Douglas foi sepultado na segunda-feira (15) no Parque da Saudade.
Um dos motoristas que participaram do movimento de luto, postou mas redes sociais: “Perdemos mais um companheiro de farda, motorista batalhador, pai de família, deixando dois filhos, esposa, família, amigos. Quando peço pra colocar máscara não é para pagar de puxa-saco não, é para evitar isso. Pessoal, quem pode, fica em casa. Hoje é a família do Douglas, amanhã pode ser a minha, pode ser a sua.” Em outra postagem, ele diz: “Só nesses últimos dias perdemos três, quantos mais vamos ter que perder? A população deve se conscientizar, usar máscaras, álcool gel, buscar fazer o possível para ajudar nós que estamos na linha de frente.”
Três rodoviários mortos pela Covid
A diretora do Sindicato dos Trabalhadores em Transporte Rodoviário de Juiz de Fora (Sinttro-JF), Natália Hansen, corrobora a situação. “Já perdemos três colegas de trabalho para essa doença, estamos com alguns internados e entubados e outros em casa afastados, se cuidando. Somos linha de frente, não estamos mais aguentando e estamos buscando junto às autoridades a vacina. Alguém tem que olhar por nós.”
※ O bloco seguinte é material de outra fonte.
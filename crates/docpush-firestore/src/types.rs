//! Firestore REST API types.

use std::collections::BTreeMap;

use serde::{Deserialize, Serialize};

/// Firestore document value types.
///
/// Each value serializes as a single-key object, e.g. `{"stringValue": "x"}`.
#[derive(Debug, Clone, PartialEq, Serialize, Deserialize)]
#[serde(rename_all = "camelCase")]
pub enum Value {
    NullValue(()),
    BooleanValue(bool),
    IntegerValue(#[serde(with = "int64")] i64),
    DoubleValue(f64),
    TimestampValue(String),
    StringValue(String),
    GeoPointValue(GeoPoint),
    ArrayValue(ArrayValue),
    MapValue(MapValue),
}

#[derive(Debug, Clone, Copy, PartialEq, Serialize, Deserialize)]
pub struct GeoPoint {
    pub latitude: f64,
    pub longitude: f64,
}

#[derive(Debug, Clone, PartialEq, Default, Serialize, Deserialize)]
pub struct ArrayValue {
    #[serde(default)]
    pub values: Vec<Value>,
}

#[derive(Debug, Clone, PartialEq, Default, Serialize, Deserialize)]
pub struct MapValue {
    #[serde(default)]
    pub fields: BTreeMap<String, Value>,
}

/// Firestore document.
#[derive(Debug, Clone, Serialize, Deserialize)]
#[serde(rename_all = "camelCase")]
pub struct Document {
    /// Full resource name
    pub name: Option<String>,
    /// Document fields
    pub fields: Option<BTreeMap<String, Value>>,
    /// Create time
    pub create_time: Option<String>,
    /// Update time
    pub update_time: Option<String>,
}

impl Document {
    /// Document id: the last segment of the resource name.
    pub fn id(&self) -> Option<&str> {
        self.name.as_deref().and_then(|name| name.rsplit('/').next())
    }
}

/// Request to create a document.
#[derive(Debug, Clone, Serialize, Deserialize)]
pub struct CreateDocumentRequest {
    pub fields: BTreeMap<String, Value>,
}

/// Body of a Google API error response.
#[derive(Debug, Clone, Deserialize)]
pub struct ErrorResponse {
    pub error: ErrorStatus,
}

#[derive(Debug, Clone, Deserialize)]
pub struct ErrorStatus {
    #[serde(default)]
    pub code: Option<i32>,
    #[serde(default)]
    pub message: String,
    #[serde(default)]
    pub status: Option<String>,
}

/// int64 values are written as JSON numbers; Firestore answers with strings.
mod int64 {
    use serde::{Deserialize, Deserializer, Serializer};

    pub fn serialize<S: Serializer>(value: &i64, serializer: S) -> Result<S::Ok, S::Error> {
        serializer.serialize_i64(*value)
    }

    pub fn deserialize<'de, D: Deserializer<'de>>(deserializer: D) -> Result<i64, D::Error> {
        #[derive(Deserialize)]
        #[serde(untagged)]
        enum Repr {
            Number(i64),
            Text(String),
        }

        match Repr::deserialize(deserializer)? {
            Repr::Number(n) => Ok(n),
            Repr::Text(s) => s.parse().map_err(serde::de::Error::custom),
        }
    }
}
Procurada pela Tribuna, a Prefeitura de Juiz de Fora disse que lamenta todas as vítimas de Covid, sendo solidária a famílias e amigos. Sobre a cobrança pela vacinação da categoria, informou que “a definição dos grupos prioritários para imunização contra o coronavírus (Covid-19) é uma atribuição do Governo federal, por meio do Plano Nacional de Operacionalização da Vacina contra a Covid-19.” Embora a classe de “trabalhadores de transporte coletivo rodoviário de passageiros” esteja inserida na 23ª posição de prioridade no Plano Nacional, a secretaria não soube apontar uma data possível para o começo da vacinação. “Os imunizantes distribuídos pelo Governo estadual chegam aos municípios com as indicações de quantitativo, tipo de vacina e público a ser imunizado. Desse modo, não há qualquer tipo de autonomia para que a Prefeitura interfira sobre a ordem de vacinação ou estabeleça novas prioridades.”
A Tribuna também contatou a Ansal, mas a empresa informou que prefere não se pronunciar sobre a morte de Douglas “em função do momento de tristeza dos amigos e da família”.